*** DATA PROVIDED ***
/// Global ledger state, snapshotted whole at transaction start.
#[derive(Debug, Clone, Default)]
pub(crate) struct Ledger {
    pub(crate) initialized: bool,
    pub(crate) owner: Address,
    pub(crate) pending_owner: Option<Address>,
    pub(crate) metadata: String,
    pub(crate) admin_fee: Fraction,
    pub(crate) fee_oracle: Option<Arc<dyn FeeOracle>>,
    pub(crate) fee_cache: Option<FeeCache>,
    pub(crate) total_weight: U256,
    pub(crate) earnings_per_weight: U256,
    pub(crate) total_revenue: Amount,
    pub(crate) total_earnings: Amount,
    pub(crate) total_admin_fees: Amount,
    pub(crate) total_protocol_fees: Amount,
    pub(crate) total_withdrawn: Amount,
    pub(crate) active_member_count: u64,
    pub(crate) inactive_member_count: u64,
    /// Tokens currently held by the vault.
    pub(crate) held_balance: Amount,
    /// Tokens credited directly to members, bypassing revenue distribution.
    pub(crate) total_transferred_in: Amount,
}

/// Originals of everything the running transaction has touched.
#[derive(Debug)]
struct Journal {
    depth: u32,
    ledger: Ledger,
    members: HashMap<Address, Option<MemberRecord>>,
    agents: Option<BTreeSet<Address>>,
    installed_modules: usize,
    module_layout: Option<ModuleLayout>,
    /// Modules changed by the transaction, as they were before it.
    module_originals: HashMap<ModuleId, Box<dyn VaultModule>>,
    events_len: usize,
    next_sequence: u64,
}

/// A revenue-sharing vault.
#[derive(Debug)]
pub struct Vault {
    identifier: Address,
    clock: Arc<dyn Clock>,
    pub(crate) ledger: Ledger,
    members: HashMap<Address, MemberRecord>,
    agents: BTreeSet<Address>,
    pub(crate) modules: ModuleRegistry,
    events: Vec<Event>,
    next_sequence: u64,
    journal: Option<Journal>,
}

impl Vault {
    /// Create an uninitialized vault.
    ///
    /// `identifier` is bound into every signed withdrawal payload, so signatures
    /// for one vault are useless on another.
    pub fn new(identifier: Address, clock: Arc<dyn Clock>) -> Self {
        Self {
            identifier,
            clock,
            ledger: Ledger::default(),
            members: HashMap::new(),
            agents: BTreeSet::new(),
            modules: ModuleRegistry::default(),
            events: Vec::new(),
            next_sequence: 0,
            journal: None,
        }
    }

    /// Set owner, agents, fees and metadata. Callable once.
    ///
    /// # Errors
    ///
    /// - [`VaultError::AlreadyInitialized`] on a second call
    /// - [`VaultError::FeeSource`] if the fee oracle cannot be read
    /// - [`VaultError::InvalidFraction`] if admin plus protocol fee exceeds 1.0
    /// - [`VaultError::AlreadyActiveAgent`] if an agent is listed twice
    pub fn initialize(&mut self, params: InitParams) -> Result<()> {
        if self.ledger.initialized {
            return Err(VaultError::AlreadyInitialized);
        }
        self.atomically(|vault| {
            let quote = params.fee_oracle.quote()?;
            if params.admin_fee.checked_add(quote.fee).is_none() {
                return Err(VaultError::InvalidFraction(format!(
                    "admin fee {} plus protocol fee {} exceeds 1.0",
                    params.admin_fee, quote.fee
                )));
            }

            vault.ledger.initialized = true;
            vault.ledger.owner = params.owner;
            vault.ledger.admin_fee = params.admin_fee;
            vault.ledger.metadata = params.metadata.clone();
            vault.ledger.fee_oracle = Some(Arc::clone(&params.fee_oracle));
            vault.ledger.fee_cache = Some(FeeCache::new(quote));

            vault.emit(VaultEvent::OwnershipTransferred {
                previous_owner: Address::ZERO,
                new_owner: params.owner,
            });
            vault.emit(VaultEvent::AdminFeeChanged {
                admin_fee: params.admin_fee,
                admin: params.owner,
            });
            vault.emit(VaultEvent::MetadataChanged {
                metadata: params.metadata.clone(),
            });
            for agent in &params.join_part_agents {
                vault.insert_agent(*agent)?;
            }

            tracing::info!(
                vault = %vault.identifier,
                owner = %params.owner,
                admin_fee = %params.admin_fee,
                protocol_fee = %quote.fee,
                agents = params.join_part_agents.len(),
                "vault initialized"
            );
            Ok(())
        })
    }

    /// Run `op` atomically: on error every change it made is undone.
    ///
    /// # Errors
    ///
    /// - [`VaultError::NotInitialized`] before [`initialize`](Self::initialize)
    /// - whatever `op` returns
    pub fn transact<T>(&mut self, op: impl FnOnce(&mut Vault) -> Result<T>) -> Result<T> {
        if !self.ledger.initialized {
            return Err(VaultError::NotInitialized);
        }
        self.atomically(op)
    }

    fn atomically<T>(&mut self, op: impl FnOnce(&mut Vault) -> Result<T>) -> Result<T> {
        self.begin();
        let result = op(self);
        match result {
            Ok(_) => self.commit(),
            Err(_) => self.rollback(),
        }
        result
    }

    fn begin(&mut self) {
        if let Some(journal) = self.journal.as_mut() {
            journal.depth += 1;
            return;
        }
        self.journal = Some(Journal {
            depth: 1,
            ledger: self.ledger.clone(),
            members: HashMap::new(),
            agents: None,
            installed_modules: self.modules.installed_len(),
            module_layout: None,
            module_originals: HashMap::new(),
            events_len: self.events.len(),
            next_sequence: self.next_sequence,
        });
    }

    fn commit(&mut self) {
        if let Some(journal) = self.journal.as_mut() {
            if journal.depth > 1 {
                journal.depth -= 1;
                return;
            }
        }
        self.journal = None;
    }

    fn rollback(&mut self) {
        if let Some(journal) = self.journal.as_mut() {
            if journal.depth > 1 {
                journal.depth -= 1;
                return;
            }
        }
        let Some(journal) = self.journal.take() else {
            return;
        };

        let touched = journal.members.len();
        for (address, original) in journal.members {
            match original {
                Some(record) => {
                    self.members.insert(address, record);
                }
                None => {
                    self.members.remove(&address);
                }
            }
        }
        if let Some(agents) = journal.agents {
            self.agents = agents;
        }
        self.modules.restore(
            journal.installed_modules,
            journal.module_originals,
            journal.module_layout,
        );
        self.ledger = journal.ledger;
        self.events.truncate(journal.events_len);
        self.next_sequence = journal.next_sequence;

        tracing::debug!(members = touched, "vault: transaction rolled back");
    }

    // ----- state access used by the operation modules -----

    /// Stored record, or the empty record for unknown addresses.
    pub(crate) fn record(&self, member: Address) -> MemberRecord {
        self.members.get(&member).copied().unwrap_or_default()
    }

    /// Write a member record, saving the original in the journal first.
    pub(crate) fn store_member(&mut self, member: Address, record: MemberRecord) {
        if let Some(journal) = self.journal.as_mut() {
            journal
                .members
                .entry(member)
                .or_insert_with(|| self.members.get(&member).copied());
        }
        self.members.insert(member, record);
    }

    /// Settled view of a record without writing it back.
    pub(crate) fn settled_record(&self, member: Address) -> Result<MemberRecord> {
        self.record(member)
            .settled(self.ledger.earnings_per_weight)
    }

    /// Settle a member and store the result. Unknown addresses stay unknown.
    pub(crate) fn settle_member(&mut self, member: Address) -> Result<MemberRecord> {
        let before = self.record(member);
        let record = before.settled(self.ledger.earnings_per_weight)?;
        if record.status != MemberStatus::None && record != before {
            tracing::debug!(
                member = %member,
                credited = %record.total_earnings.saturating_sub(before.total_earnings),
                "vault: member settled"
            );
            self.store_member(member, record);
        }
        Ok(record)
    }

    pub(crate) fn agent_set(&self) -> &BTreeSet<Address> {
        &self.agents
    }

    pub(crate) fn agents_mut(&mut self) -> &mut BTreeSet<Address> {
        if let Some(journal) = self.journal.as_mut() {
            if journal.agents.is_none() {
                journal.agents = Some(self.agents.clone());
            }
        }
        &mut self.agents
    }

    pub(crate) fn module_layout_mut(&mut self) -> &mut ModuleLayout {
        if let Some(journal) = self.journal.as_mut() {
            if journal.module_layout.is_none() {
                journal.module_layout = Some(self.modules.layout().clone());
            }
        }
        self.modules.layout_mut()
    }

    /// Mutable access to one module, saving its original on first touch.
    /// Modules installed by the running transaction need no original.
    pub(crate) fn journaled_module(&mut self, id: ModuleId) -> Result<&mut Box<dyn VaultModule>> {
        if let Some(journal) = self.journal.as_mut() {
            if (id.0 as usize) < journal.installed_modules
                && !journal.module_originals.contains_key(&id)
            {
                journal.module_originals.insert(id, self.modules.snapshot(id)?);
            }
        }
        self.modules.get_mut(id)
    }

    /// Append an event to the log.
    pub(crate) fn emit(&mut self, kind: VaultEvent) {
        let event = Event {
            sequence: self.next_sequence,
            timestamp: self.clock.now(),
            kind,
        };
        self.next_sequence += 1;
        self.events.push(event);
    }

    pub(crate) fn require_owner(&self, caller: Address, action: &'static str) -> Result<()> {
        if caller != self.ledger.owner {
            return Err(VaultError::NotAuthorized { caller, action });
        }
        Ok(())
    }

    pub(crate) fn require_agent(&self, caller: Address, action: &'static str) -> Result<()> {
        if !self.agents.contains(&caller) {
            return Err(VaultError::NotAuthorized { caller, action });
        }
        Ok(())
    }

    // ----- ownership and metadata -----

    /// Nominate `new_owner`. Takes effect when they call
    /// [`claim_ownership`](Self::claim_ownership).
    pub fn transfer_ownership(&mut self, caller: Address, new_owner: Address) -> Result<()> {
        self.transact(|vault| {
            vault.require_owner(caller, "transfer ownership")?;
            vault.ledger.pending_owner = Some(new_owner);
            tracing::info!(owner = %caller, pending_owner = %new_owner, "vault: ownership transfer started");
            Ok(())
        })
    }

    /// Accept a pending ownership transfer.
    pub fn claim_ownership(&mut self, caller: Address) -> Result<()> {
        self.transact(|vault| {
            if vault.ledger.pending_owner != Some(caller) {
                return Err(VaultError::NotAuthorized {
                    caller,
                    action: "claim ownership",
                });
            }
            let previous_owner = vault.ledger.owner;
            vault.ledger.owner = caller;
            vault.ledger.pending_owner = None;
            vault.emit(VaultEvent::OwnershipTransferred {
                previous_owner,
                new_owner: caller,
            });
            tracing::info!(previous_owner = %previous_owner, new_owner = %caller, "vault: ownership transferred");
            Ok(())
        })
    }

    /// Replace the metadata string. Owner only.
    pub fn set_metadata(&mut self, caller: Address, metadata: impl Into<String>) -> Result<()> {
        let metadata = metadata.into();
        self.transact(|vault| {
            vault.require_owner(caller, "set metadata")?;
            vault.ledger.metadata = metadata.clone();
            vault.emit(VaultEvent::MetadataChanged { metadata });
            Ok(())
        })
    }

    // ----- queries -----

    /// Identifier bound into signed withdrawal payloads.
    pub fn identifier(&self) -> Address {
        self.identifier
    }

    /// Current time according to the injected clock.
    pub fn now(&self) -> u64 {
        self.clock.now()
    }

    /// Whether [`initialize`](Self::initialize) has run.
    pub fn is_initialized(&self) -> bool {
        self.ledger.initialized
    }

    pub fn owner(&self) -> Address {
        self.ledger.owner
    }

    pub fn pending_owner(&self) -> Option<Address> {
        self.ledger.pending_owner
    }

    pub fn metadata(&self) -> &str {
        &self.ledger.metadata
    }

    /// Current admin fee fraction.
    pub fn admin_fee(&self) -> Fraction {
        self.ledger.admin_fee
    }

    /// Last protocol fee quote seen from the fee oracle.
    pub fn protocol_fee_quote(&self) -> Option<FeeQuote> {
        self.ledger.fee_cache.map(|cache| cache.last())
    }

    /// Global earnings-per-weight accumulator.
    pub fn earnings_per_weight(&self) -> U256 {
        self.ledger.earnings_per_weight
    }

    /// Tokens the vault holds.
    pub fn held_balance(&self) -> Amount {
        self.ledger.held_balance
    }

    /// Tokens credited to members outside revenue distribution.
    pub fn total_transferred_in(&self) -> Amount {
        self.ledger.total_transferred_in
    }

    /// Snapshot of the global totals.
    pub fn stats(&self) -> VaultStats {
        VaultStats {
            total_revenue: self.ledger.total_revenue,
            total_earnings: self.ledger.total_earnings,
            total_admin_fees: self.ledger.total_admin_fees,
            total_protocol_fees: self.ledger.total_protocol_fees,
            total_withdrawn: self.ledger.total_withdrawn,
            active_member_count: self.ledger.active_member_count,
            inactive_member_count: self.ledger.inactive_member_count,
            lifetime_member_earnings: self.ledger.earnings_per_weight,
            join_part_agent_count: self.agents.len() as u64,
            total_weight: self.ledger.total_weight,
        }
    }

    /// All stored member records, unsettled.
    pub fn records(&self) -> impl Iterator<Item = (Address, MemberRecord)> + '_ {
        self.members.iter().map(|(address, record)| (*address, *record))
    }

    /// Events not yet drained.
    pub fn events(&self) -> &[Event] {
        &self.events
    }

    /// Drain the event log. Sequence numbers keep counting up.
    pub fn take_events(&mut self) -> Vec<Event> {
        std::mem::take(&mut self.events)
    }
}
*** End of DATA PROVIDED ***
*** DATA PROVIDED ***
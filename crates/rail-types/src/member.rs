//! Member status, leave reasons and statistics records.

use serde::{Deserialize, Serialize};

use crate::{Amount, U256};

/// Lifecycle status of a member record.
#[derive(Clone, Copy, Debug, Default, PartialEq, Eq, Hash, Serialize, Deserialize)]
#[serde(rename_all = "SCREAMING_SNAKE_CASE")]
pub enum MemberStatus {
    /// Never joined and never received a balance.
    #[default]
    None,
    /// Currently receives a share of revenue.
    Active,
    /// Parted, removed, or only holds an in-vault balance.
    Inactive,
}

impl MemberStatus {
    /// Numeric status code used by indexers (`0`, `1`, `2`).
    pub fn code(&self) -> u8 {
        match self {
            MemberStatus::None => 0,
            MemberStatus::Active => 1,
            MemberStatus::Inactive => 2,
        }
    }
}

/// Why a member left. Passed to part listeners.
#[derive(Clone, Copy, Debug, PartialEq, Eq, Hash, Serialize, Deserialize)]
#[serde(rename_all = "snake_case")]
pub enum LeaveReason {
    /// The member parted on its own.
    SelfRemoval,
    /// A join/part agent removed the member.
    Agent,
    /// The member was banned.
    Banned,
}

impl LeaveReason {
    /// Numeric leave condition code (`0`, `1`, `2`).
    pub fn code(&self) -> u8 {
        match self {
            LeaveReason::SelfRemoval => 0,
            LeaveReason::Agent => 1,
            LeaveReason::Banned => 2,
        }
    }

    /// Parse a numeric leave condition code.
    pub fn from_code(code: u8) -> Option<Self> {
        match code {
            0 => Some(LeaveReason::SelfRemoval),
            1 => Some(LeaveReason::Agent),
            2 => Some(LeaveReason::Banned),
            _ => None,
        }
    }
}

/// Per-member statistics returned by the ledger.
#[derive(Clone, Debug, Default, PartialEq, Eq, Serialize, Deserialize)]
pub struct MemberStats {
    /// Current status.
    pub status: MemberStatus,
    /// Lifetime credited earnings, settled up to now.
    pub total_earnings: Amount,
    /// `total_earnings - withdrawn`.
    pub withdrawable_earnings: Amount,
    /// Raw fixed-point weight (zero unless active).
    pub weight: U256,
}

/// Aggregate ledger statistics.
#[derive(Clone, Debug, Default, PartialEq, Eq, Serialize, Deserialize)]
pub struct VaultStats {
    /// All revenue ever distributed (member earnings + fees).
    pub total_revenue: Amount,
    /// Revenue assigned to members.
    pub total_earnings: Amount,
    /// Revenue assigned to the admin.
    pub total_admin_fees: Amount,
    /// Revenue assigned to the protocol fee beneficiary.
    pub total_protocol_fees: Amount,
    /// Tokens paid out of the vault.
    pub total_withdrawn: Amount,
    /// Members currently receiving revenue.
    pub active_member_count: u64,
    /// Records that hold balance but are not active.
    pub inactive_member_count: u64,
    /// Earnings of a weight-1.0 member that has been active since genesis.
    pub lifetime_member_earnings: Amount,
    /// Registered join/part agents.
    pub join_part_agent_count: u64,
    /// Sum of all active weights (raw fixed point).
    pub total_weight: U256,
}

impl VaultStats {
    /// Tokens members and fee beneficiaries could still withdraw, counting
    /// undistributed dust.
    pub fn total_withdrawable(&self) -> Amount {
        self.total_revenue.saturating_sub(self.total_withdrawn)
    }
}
*** End of DATA PROVIDED ***
*** DATA PROVIDED ***
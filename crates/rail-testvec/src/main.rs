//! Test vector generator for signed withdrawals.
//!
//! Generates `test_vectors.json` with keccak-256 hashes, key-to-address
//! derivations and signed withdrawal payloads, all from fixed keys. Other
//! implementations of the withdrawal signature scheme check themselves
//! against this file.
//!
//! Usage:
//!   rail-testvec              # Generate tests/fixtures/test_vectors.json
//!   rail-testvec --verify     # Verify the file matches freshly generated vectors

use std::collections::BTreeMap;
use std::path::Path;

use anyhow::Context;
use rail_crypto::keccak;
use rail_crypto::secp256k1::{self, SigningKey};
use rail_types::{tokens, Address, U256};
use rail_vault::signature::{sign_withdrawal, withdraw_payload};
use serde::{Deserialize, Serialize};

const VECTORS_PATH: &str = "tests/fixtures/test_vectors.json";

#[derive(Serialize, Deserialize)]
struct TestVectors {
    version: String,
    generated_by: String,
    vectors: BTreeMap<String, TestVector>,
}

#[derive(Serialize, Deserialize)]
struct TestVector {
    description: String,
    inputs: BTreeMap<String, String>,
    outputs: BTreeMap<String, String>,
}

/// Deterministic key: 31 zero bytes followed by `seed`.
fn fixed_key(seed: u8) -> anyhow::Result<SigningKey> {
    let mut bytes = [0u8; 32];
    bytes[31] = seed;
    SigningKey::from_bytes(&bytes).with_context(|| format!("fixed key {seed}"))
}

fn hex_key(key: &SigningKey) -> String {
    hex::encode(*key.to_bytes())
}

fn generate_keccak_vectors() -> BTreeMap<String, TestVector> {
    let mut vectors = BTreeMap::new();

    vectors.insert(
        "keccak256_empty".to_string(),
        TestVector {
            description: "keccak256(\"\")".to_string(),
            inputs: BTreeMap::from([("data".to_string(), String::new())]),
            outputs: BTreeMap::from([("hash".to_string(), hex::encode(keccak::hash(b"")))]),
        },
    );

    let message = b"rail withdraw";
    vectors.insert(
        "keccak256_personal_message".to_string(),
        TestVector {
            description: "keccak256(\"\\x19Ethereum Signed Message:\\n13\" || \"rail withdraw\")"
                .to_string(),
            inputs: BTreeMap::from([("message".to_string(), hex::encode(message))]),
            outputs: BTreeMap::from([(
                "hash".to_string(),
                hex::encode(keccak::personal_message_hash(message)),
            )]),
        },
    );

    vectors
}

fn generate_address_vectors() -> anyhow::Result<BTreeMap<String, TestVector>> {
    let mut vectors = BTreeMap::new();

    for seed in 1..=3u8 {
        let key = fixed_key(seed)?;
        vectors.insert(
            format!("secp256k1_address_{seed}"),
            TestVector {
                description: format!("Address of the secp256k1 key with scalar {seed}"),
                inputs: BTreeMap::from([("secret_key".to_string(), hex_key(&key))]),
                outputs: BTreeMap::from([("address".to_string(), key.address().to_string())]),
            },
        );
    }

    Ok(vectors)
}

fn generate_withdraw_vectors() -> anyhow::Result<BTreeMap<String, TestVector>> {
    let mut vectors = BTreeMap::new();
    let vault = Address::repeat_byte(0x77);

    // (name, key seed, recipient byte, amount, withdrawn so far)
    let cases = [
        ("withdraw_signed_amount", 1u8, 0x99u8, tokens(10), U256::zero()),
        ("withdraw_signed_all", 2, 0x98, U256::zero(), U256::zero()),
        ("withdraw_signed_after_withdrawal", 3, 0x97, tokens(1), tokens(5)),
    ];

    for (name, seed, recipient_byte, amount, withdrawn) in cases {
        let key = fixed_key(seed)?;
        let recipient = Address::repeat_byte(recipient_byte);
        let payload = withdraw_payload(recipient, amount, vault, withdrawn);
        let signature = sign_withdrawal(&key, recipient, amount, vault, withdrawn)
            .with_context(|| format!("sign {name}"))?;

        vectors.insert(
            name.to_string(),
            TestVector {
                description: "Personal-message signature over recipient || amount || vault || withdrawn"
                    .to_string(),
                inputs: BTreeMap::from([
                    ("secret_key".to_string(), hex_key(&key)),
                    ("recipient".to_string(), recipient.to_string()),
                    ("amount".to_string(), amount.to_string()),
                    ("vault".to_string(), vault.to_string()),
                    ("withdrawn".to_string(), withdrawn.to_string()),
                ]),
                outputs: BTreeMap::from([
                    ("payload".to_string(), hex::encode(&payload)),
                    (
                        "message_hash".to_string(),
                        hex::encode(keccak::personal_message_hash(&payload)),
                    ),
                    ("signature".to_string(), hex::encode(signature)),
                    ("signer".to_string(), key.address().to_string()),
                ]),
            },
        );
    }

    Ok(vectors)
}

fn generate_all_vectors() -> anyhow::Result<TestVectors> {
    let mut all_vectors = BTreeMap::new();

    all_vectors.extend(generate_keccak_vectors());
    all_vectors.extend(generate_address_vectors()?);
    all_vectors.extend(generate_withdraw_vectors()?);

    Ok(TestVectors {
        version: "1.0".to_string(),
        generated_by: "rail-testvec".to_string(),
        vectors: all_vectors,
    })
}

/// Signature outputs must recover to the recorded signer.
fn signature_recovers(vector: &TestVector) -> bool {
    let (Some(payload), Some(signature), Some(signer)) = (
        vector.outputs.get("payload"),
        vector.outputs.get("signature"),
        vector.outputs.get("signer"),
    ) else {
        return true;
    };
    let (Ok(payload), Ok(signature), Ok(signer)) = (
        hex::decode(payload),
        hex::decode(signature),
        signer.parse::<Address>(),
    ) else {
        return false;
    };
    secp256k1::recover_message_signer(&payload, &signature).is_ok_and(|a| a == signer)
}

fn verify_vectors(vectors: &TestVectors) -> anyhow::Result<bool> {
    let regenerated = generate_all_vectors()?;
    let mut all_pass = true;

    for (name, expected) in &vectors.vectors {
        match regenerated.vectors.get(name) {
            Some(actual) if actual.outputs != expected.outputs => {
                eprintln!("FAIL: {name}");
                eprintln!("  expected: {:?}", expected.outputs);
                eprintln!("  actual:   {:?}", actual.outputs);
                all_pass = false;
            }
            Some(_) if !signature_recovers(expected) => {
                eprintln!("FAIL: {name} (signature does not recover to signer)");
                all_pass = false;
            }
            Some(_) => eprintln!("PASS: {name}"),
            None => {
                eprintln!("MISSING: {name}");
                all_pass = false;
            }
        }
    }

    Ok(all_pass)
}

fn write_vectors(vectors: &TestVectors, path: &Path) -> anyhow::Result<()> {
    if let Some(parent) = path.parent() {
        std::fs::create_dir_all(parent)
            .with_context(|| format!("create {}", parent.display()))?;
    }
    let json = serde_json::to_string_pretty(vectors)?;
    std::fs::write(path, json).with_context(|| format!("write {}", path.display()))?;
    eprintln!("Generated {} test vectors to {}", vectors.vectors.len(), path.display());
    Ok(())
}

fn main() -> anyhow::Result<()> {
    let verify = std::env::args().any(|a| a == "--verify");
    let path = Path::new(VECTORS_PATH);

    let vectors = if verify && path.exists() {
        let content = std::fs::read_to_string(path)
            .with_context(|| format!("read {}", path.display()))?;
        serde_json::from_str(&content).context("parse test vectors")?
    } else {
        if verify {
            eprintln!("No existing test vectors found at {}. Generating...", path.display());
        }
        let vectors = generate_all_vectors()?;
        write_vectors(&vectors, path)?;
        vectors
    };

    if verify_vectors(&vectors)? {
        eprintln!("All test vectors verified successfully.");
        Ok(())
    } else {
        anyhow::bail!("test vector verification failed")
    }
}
*** End of DATA PROVIDED ***
## EXERCISE
What lines of the data contain the string "regenerated"? List them.

## EXERCISE RESULT
    let regenerated = generate_all_vectors()?;
        match regenerated.vectors.get(name) {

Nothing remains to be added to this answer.